The Cambridge-based processor firm has gone one better than its frugal Cortex- A7 low power core with its latest processor, the Cortex-A32.
ARM has recognised that a 64-bit processor architecture can be more power efficient than a 32-bit architecture. In this ARM seems to be ahead of the rest of processor industry.
The new Cortex-A32 processor core is built on the 64-bit ARMv8-A architecture which is where its power efficiency comes from. But it runs 32-bit instructions and so retains its compatibility with the established embedded software and tools.
A single core running at 100MHz draws 4mW we are told. If true this is significantly less than the 32-bit Cortex-A7. A quarter of the power, says ARM.
And 64-bit processors do not have to be physically big. The Cortex-A32 is squeezed into no more than 0.25 square mm of silicon area on a 28nm process.
So this could be used in wearable devices, as small as wrist-straps, and tiny Raspberry Pi Zero-style modules.

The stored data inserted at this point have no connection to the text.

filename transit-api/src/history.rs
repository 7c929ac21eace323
use axum::{
    extract::{Path, Query, State},
    routing::get,
    Json, Router,
};
use serde::{Deserialize, Serialize};
use transit_booking::{BookingRecord, HistorySummary};

use crate::catalog::SearchQuery;
use crate::error::AppError;
use crate::state::AppState;

#[derive(Debug, Serialize, Deserialize)]
pub struct HistoryResponse {
    /// Totals over the full history, not just the matches.
    pub summary: HistorySummary,
    pub bookings: Vec<BookingRecord>,
}

pub fn routes() -> Router<AppState> {
    Router::new()
        .route("/v1/bookings/history", get(list_history))
        .route("/v1/bookings/history/{booking_id}", get(get_booking))
}

/// GET /v1/bookings/history?q=term
async fn list_history(
    State(state): State<AppState>,
    Query(query): Query<SearchQuery>,
) -> Json<HistoryResponse> {
    let ledger = state.ledger.read().await;
    Json(HistoryResponse {
        summary: ledger.summary(),
        bookings: ledger.search(&query.q),
    })
}

/// GET /v1/bookings/history/{booking_id}
async fn get_booking(
    State(state): State<AppState>,
    Path(booking_id): Path<String>,
) -> Result<Json<BookingRecord>, AppError> {
    state
        .ledger
        .read()
        .await
        .get(&booking_id)
        .cloned()
        .map(Json)
        .ok_or_else(|| AppError::NotFoundError(format!("Booking not found: {}", booking_id)))
}
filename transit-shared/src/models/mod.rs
pub mod events;
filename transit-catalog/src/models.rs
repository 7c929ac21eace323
use serde::{Deserialize, Serialize};

/// Minutes of travel budgeted per stop when estimating a route's duration.
pub const MINUTES_PER_STOP: u32 = 3;

/// A bookable bus and the fare charged on it.
#[derive(Debug, Clone, Serialize, Deserialize, PartialEq, Eq)]
pub struct VehicleOffering {
    pub vehicle_id: String,
    pub route_label: String,
    pub fare_amount: u32,
}

impl VehicleOffering {
    pub fn new(vehicle_id: &str, route_label: &str, fare_amount: u32) -> Self {
        Self {
            vehicle_id: vehicle_id.to_string(),
            route_label: route_label.to_string(),
            fare_amount,
        }
    }
}

/// A bus stop. Stops are identified by `id`; the name is display text.
#[derive(Debug, Clone, Serialize, Deserialize, Eq)]
pub struct Stop {
    pub id: String,
    pub name: String,
}

impl Stop {
    pub fn new(id: &str, name: &str) -> Self {
        Self {
            id: id.to_string(),
            name: name.to_string(),
        }
    }
}

impl PartialEq for Stop {
    fn eq(&self, other: &Self) -> bool {
        self.id == other.id
    }
}

/// A route and its stops in travel order.
///
/// Circular routes repeat the terminus as the last stop.
#[derive(Debug, Clone, Serialize, Deserialize)]
pub struct Route {
    pub route_id: String,
    pub route_name: String,
    pub stops: Vec<Stop>,
}

impl Route {
    pub fn stop_count(&self) -> usize {
        self.stops.len()
    }

    pub fn estimated_minutes(&self) -> u32 {
        self.stops.len() as u32 * MINUTES_PER_STOP
    }

    pub fn origin(&self) -> Option<&Stop> {
        self.stops.first()
    }

    pub fn terminus(&self) -> Option<&Stop> {
        self.stops.last()
    }

    pub fn is_circular(&self) -> bool {
        self.stops.len() > 1 && self.origin() == self.terminus()
    }

    /// Case-insensitive match against the route name or any stop name.
    /// A blank term matches every route.
    pub fn matches(&self, term: &str) -> bool {
        let needle = term.trim().to_lowercase();
        if needle.is_empty() {
            return true;
        }

        self.route_name.to_lowercase().contains(&needle)
            || self
                .stops
                .iter()
                .any(|stop| stop.name.to_lowercase().contains(&needle))
    }
}
use axum::{
    extract::{Query, State},
    routing::get,
    Json, Router,
};
use serde::{Deserialize, Serialize};
use transit_catalog::{Route, Stop, VehicleOffering};
use transit_core::{search_trips, TripOption};

use crate::error::AppError;
use crate::state::AppState;

#[derive(Debug, Deserialize)]
pub struct SearchQuery {
    #[serde(default)]
    pub q: String,
}

#[derive(Debug, Deserialize)]
pub struct TripQuery {
    pub from: String,
    pub to: String,
}

#[derive(Debug, Serialize, Deserialize)]
pub struct RouteSummary {
    pub route_id: String,
    pub route_name: String,
    pub stop_count: usize,
    pub estimated_minutes: u32,
    pub stops: Vec<Stop>,
}

impl From<Route> for RouteSummary {
    fn from(route: Route) -> Self {
        Self {
            stop_count: route.stop_count(),
            estimated_minutes: route.estimated_minutes(),
            route_id: route.route_id,
            route_name: route.route_name,
            stops: route.stops,
        }
    }
}

pub fn routes() -> Router<AppState> {
    Router::new()
        .route("/v1/vehicles", get(list_vehicles))
        .route("/v1/stops", get(list_stops))
        .route("/v1/routes", get(search_routes))
        .route("/v1/search", get(search_buses))
}

/// GET /v1/vehicles
async fn list_vehicles(State(state): State<AppState>) -> Result<Json<Vec<VehicleOffering>>, AppError> {
    Ok(Json(state.vehicles.list_vehicles().await?))
}

/// GET /v1/stops
async fn list_stops(State(state): State<AppState>) -> Result<Json<Vec<Stop>>, AppError> {
    Ok(Json(state.stops.list_stops().await?))
}

/// GET /v1/routes?q=term
/// Matches route names and stop names; no term lists every route
async fn search_routes(
    State(state): State<AppState>,
    Query(query): Query<SearchQuery>,
) -> Result<Json<Vec<RouteSummary>>, AppError> {
    let routes = state.routes.search_routes(&query.q).await?;
    tracing::debug!(term = %query.q, matches = routes.len(), "Route search");
    Ok(Json(routes.into_iter().map(RouteSummary::from).collect()))
}

/// GET /v1/search?from=stop&to=stop
/// Buses between two stops, soonest first
async fn search_buses(
    State(state): State<AppState>,
    Query(query): Query<TripQuery>,
) -> Result<Json<Vec<TripOption>>, AppError> {
    let trips = search_trips(
        state.vehicles.as_ref(),
        state.stops.as_ref(),
        state.arrivals.as_ref(),
        &query.from,
        &query.to,
    )
    .await?;
    Ok(Json(trips))
}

But really a processor like this will be used for any embedded application, along with the low power and small size it can be scaled up to four cores and so has the performance for encryption and other security of design functions.
It does what ARM has wanted to do for some time. It brings its TrustZone security to lower cost designs.
ARM has shown that a 64-bit processor architecture are not just good for number-crunching server and mobile processors, but can be a game-changer in the lowest power embedded processor designs.
And so ARM has changed the landscape in processor design.